|Produces copious amounts of black fruit high in Vitamin C , Grows 3 feet high 3 feet wide.|
|Botanical (latin) name:||Ribes nigrum|
One of the most popular flavours in Europe, the number of Black Currant plantations in North America is very small due to the United States ban on Black Currant propagation that ran from 1917 to 2003.
As an ornamental shrub it is very innocuous growing as a round shrub to a height generally less than 3 feet. The dark green, five lobed leaves alternate along the the stem. Small non-fragrant flowers with red-brown petals grow into large (1 cm)glossy skinned very dark purple berries that are very high in Vitamin C.

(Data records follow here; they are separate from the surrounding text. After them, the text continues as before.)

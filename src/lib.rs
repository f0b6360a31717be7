//! datastore-ext - Datastore sessions and model forms
//!
//! datastore-ext provides:
//! - Session records in a durable document store with a read-through cache
//! - A maximum session age and flash messages
//! - Form generation from model descriptions through an explicit converter table

// Enforce error handling best practices
#![cfg_attr(
    not(test),
    warn(
        clippy::unwrap_used,
        clippy::expect_used,
        clippy::panic,
        clippy::unimplemented,
        clippy::todo,
    )
)]
// Allow in tests
#![cfg_attr(test, allow(clippy::unwrap_used, clippy::expect_used,))]

pub mod cache;
pub mod config;
pub mod error;
pub mod forms;
pub mod logging;
pub mod session;

// Re-export main types for public API
pub use config::AppConfig;
pub use error::{Error, Result};
pub use forms::{
    model_form, DataModel, FieldKind, FieldOverrides, Form, FormErrors, FormField,
    ModelConverter, ModelFormBuilder, ModelSchema, Property, PropertyKind, Validator,
};
pub use session::{
    Clock, DatastoreSessionStore, ManualClock, SessionCookie, SessionData, SessionManager,
    SessionRecord, SessionStoreFactory, SystemClock,
};
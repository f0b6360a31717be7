/// In-process caching
///
/// A small TTL cache used as the default read-through layer in front of the
/// session record store:
/// - entries expire after their own TTL
/// - least recently used entries are evicted at capacity
/// - hit/miss statistics for monitoring
pub mod memory;

pub use memory::MemoryCache;

use crate::error::Result;
use std::time::{Duration, SystemTime, UNIX_EPOCH};

/// Cache key type
pub type CacheKey = String;

/// Cached value with its expiration data
#[derive(Debug, Clone)]
pub struct CacheEntry<T> {
    pub value: T,
    pub created_at: u64,
    pub expires_at: Option<u64>,
    pub last_access: u64,
}

impl<T> CacheEntry<T> {
    pub fn new(value: T, ttl: Option<Duration>) -> Self {
        let now = current_timestamp();
        Self {
            value,
            created_at: now,
            expires_at: ttl.map(|d| now + d.as_millis() as u64),
            last_access: now,
        }
    }

    pub fn is_expired(&self) -> bool {
        match self.expires_at {
            Some(expires_at) => current_timestamp() >= expires_at,
            None => false,
        }
    }

    pub fn mark_accessed(&mut self) {
        self.last_access = current_timestamp();
    }
}

#[derive(Debug, Clone)]
pub struct CacheConfig {
    /// Maximum number of entries before LRU eviction
    pub max_entries: usize,
    /// TTL applied when `put` is given none (None = never expires)
    pub default_ttl: Option<Duration>,
}

impl Default for CacheConfig {
    fn default() -> Self {
        Self {
            max_entries: 10_000,
            default_ttl: Some(Duration::from_secs(600)),
        }
    }
}

#[derive(Debug, Clone, Default, serde::Serialize, serde::Deserialize)]
pub struct CacheStats {
    pub hits: u64,
    pub misses: u64,
    pub entries: u64,
    pub evictions: u64,
    pub expired_cleanups: u64,
}

impl CacheStats {
    pub fn hit_rate(&self) -> f64 {
        let total = self.hits + self.misses;
        if total == 0 {
            0.0
        } else {
            self.hits as f64 / total as f64
        }
    }
}

/// Synchronous key-value cache with per-entry TTL
pub trait Cache<T: Clone> {
    fn get(&self, key: &str) -> Option<T>;

    fn put(&self, key: CacheKey, value: T, ttl: Option<Duration>) -> Result<()>;

    fn remove(&self, key: &str) -> Option<T>;

    fn clear(&self);

    fn stats(&self) -> CacheStats;

    fn len(&self) -> usize;

    fn is_empty(&self) -> bool {
        self.len() == 0
    }

    /// Drop expired entries, returning how many were removed
    fn cleanup_expired(&self) -> usize;
}

/// Milliseconds since the Unix epoch
pub fn current_timestamp() -> u64 {
    SystemTime::now()
        .duration_since(UNIX_EPOCH)
        .unwrap_or_default()
        .as_millis() as u64
}

#[cfg(test)]
mod tests {
    use super::*;

    #[test]
    fn test_cache_entry_expiration() {
        let entry = CacheEntry::new("fresh".to_string(), Some(Duration::from_secs(60)));
        assert!(!entry.is_expired());

        let mut stale = CacheEntry::new("stale".to_string(), Some(Duration::from_secs(60)));
        stale.expires_at = Some(current_timestamp() - 1);
        assert!(stale.is_expired());

        let forever = CacheEntry::new("forever".to_string(), None);
        assert!(!forever.is_expired());
    }

    #[test]
    fn test_hit_rate() {
        let stats = CacheStats {
            hits: 3,
            misses: 1,
            ..Default::default()
        };
        assert_eq!(stats.hit_rate(), 0.75);
        assert_eq!(CacheStats::default().hit_rate(), 0.0);
    }
}
//! Logger initialisation
//!
//! The crate logs through the `log` facade. Applications that do not bring
//! their own logger can call [`init`] once at startup.

use crate::config::LoggingConfig;
use log::LevelFilter;

/// Parse a level name, falling back to `Info` for unknown values
pub fn parse_level(level: &str) -> LevelFilter {
    match level.trim().to_lowercase().as_str() {
        "off" => LevelFilter::Off,
        "error" => LevelFilter::Error,
        "warn" | "warning" => LevelFilter::Warn,
        "info" => LevelFilter::Info,
        "debug" => LevelFilter::Debug,
        "trace" => LevelFilter::Trace,
        other => {
            log::warn!("Unknown log level '{}', defaulting to info", other);
            LevelFilter::Info
        }
    }
}

/// Install `env_logger` with the configured level
///
/// `RUST_LOG` still wins when set. Returns false if a logger was already
/// installed.
pub fn init(config: &LoggingConfig) -> bool {
    let mut builder = env_logger::Builder::new();
    builder.filter_level(parse_level(&config.level));
    if let Ok(filters) = std::env::var("RUST_LOG") {
        builder.parse_filters(&filters);
    }
    builder.try_init().is_ok()
}
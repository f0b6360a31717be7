use crate::error::Result;
use serde::de::DeserializeOwned;
use serde::Serialize;
use serde_json::{Map, Value};

/// Reserved key holding queued flash messages
pub const FLASH_KEY: &str = "_flash";

/// Request-local working copy of a session
///
/// Mirrors the stored `data` mapping. The identifier stays `None` until the
/// copy is saved for the first time.
#[derive(Debug, Clone, Default)]
pub struct SessionData {
    session_id: Option<String>,
    data: Map<String, Value>,
    created: Option<u64>,
    modified: bool,
}

impl SessionData {
    /// Empty working copy without identifier
    pub fn new() -> Self {
        Self::default()
    }

    /// Working copy loaded from a stored record
    pub fn from_record(session_id: String, data: Map<String, Value>, created: u64) -> Self {
        Self {
            session_id: Some(session_id),
            data,
            created: Some(created),
            modified: false,
        }
    }

    pub fn session_id(&self) -> Option<&str> {
        self.session_id.as_deref()
    }

    /// Creation time of the backing record, if it was loaded from one
    pub fn created(&self) -> Option<u64> {
        self.created
    }

    pub(crate) fn assign(&mut self, session_id: String, created: u64) {
        self.session_id = Some(session_id);
        self.created = Some(created);
    }

    /// Get a value deserialized into `T`
    pub fn get<T: DeserializeOwned>(&self, key: &str) -> Option<T> {
        self.data
            .get(key)
            .and_then(|v| serde_json::from_value(v.clone()).ok())
    }

    pub fn get_value(&self, key: &str) -> Option<&Value> {
        self.data.get(key)
    }

    pub fn set<T: Serialize>(&mut self, key: &str, value: T) -> Result<()> {
        let value = serde_json::to_value(value)?;
        self.data.insert(key.to_string(), value);
        self.modified = true;
        Ok(())
    }

    pub fn remove(&mut self, key: &str) -> Option<Value> {
        let removed = self.data.remove(key);
        if removed.is_some() {
            self.modified = true;
        }
        removed
    }

    pub fn contains(&self, key: &str) -> bool {
        self.data.contains_key(key)
    }

    pub fn keys(&self) -> impl Iterator<Item = &String> {
        self.data.keys()
    }

    pub fn len(&self) -> usize {
        self.data.len()
    }

    pub fn is_empty(&self) -> bool {
        self.data.is_empty()
    }

    /// Remove every key, keeping the identifier
    pub fn clear(&mut self) {
        if !self.data.is_empty() {
            self.data.clear();
            self.modified = true;
        }
    }

    pub fn data(&self) -> &Map<String, Value> {
        &self.data
    }

    pub fn into_data(self) -> Map<String, Value> {
        self.data
    }

    /// True when the copy changed since it was loaded or last saved
    pub fn is_modified(&self) -> bool {
        self.modified
    }

    pub(crate) fn mark_clean(&mut self) {
        self.modified = false;
    }

    /// Queue a one-time message for the next read
    pub fn set_flash<T: Serialize>(&mut self, value: T) -> Result<()> {
        let value = serde_json::to_value(value)?;
        match self.data.get_mut(FLASH_KEY) {
            Some(Value::Array(queue)) => queue.push(value),
            _ => {
                self.data
                    .insert(FLASH_KEY.to_string(), Value::Array(vec![value]));
            }
        }
        self.modified = true;
        Ok(())
    }

    /// Take every queued flash message; a second call returns nothing
    pub fn get_flash(&mut self) -> Vec<Value> {
        match self.data.remove(FLASH_KEY) {
            Some(Value::Array(queue)) => {
                self.modified = true;
                queue
            }
            Some(other) => {
                self.modified = true;
                vec![other]
            }
            None => Vec::new(),
        }
    }
}

/// Compares session contents only, like comparing two mappings
impl PartialEq for SessionData {
    fn eq(&self, other: &Self) -> bool {
        self.data == other.data
    }
}

impl PartialEq<Map<String, Value>> for SessionData {
    fn eq(&self, other: &Map<String, Value>) -> bool {
        &self.data == other
    }
}

#[cfg(test)]
mod tests {
    use super::*;
    use serde_json::json;

    #[test]
    fn test_basic_operations() {
        let mut session = SessionData::new();
        assert!(session.session_id().is_none());
        assert!(!session.is_modified());

        session.set("foo", "bar").unwrap();
        session.set("count", 42).unwrap();

        assert!(session.contains("foo"));
        assert_eq!(session.get::<String>("foo"), Some("bar".to_string()));
        assert_eq!(session.get::<i64>("count"), Some(42));
        assert_eq!(session.get::<i64>("foo"), None);
        assert_eq!(session.len(), 2);
        assert!(session.is_modified());

        assert_eq!(session.remove("foo"), Some(json!("bar")));
        assert!(!session.contains("foo"));
    }

    #[test]
    fn test_loaded_copy_starts_clean() {
        let mut data = Map::new();
        data.insert("a".to_string(), json!(1));
        let mut session = SessionData::from_record("s".repeat(40), data, 10);

        assert_eq!(session.session_id(), Some("s".repeat(40).as_str()));
        assert_eq!(session.created(), Some(10));
        assert!(!session.is_modified());

        assert!(session.remove("missing").is_none());
        assert!(!session.is_modified());

        session.clear();
        assert!(session.is_empty());
        assert!(session.is_modified());
    }

    #[test]
    fn test_flash_is_consumed_once() {
        let mut session = SessionData::new();
        session.set_flash(json!(["foo", "bar"])).unwrap();
        session.set_flash("second").unwrap();

        let flashes = session.get_flash();
        assert_eq!(flashes, vec![json!(["foo", "bar"]), json!("second")]);
        assert!(session.get_flash().is_empty());
        assert!(!session.contains(FLASH_KEY));
    }

    #[test]
    fn test_equality_ignores_identifier() {
        let empty = SessionData::new();
        let loaded = SessionData::from_record("x".repeat(40), Map::new(), 0);
        assert_eq!(empty, loaded);
        assert_eq!(empty, Map::new());
    }
}
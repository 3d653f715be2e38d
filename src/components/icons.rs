use yew::prelude::*;

/// Line icons drawn inline so the page needs no icon font.
#[derive(Clone, Copy, Debug, PartialEq, Eq)]
pub enum Icon {
    HardHat,
    Ruler,
    Zap,
    ShieldCheck,
    Phone,
    Mail,
    MapPin,
    ArrowRight,
    ChevronRight,
    Menu,
    X,
    Facebook,
    Instagram,
}

impl Icon {
    fn paths(self) -> Html {
        match self {
            Icon::HardHat => html! {
                <>
                    <path d="M2 18a1 1 0 0 0 1 1h18a1 1 0 0 0 1-1v-2a1 1 0 0 0-1-1H3a1 1 0 0 0-1 1v2z" />
                    <path d="M10 10V5a1 1 0 0 1 1-1h2a1 1 0 0 1 1 1v5" />
                    <path d="M4 15v-3a6 6 0 0 1 6-6" />
                    <path d="M14 6a6 6 0 0 1 6 6v3" />
                </>
            },
            Icon::Ruler => html! {
                <>
                    <path d="M21.3 15.3a2.4 2.4 0 0 1 0 3.4l-2.6 2.6a2.4 2.4 0 0 1-3.4 0L2.7 8.7a2.41 2.41 0 0 1 0-3.4l2.6-2.6a2.41 2.41 0 0 1 3.4 0Z" />
                    <path d="m14.5 12.5 2-2" />
                    <path d="m11.5 9.5 2-2" />
                    <path d="m8.5 6.5 2-2" />
                    <path d="m17.5 15.5 2-2" />
                </>
            },
            Icon::Zap => html! {
                <polygon points="13 2 3 14 12 14 11 22 21 10 12 10 13 2" />
            },
            Icon::ShieldCheck => html! {
                <>
                    <path d="M12 22s8-4 8-10V5l-8-3-8 3v7c0 6 8 10 8 10" />
                    <path d="m9 12 2 2 4-4" />
                </>
            },
            Icon::Phone => html! {
                <path d="M22 16.92v3a2 2 0 0 1-2.18 2 19.79 19.79 0 0 1-8.63-3.07 19.5 19.5 0 0 1-6-6 19.79 19.79 0 0 1-3.07-8.67A2 2 0 0 1 4.11 2h3a2 2 0 0 1 2 1.72 12.84 12.84 0 0 0 .7 2.81 2 2 0 0 1-.45 2.11L8.09 9.91a16 16 0 0 0 6 6l1.27-1.27a2 2 0 0 1 2.11-.45 12.84 12.84 0 0 0 2.81.7A2 2 0 0 1 22 16.92z" />
            },
            Icon::Mail => html! {
                <>
                    <rect width="20" height="16" x="2" y="4" rx="2" />
                    <path d="m22 7-8.97 5.7a1.94 1.94 0 0 1-2.06 0L2 7" />
                </>
            },
            Icon::MapPin => html! {
                <>
                    <path d="M20 10c0 6-8 12-8 12s-8-6-8-12a8 8 0 0 1 16 0Z" />
                    <circle cx="12" cy="10" r="3" />
                </>
            },
            Icon::ArrowRight => html! {
                <>
                    <path d="M5 12h14" />
                    <path d="m12 5 7 7-7 7" />
                </>
            },
            Icon::ChevronRight => html! { <path d="m9 18 6-6-6-6" /> },
            Icon::Menu => html! {
                <>
                    <line x1="4" x2="20" y1="12" y2="12" />
                    <line x1="4" x2="20" y1="6" y2="6" />
                    <line x1="4" x2="20" y1="18" y2="18" />
                </>
            },
            Icon::X => html! {
                <>
                    <path d="M18 6 6 18" />
                    <path d="m6 6 12 12" />
                </>
            },
            Icon::Facebook => html! {
                <path d="M18 2h-3a5 5 0 0 0-5 5v3H7v4h3v8h4v-8h3l1-4h-4V7a1 1 0 0 1 1-1h3z" />
            },
            Icon::Instagram => html! {
                <>
                    <rect width="20" height="20" x="2" y="2" rx="5" ry="5" />
                    <path d="M16 11.37A4 4 0 1 1 12.63 8 4 4 0 0 1 16 11.37z" />
                    <line x1="17.5" x2="17.51" y1="6.5" y2="6.5" />
                </>
            },
        }
    }
}

#[derive(Properties, PartialEq)]
pub struct SvgIconProps {
    pub icon: Icon,
    #[prop_or(24)]
    pub size: u32,
    #[prop_or_default]
    pub class: Classes,
}

#[function_component(SvgIcon)]
pub fn svg_icon(props: &SvgIconProps) -> Html {
    let size = props.size.to_string();
    html! {
        <svg
            class={classes!("icon", props.class.clone())}
            width={size.clone()}
            height={size}
            viewBox="0 0 24 24"
            fill="none"
            stroke="currentColor"
            stroke-width="2"
            stroke-linecap="round"
            stroke-linejoin="round"
        >
            { props.icon.paths() }
        </svg>
    }
}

Black currants are not overly finicky about soil type and actually will thrive on heavier clay soils covered by a thin layer of organic matter to keep the soil cool. They will flourish in either full sun or partial shade but prefer the cool morning sun over the hot afternoon sun.
Their shallow fibrous roots make them ideal for drip irrigation that should be continued until the fruit is harvested.
Black Currants gained their popularity in Europe and especially in England during the Second World War when the German navel blockade prevented Vitamin C rich citrus fruits from arriving from the colonies. The British government encouraged the cultivation of Black Currents because they were easily grown in the United Kingdom and had extremely high levels of vitamin C. The government distributed the currants to citizens for free to prevent an outbreak of scurvy during the war.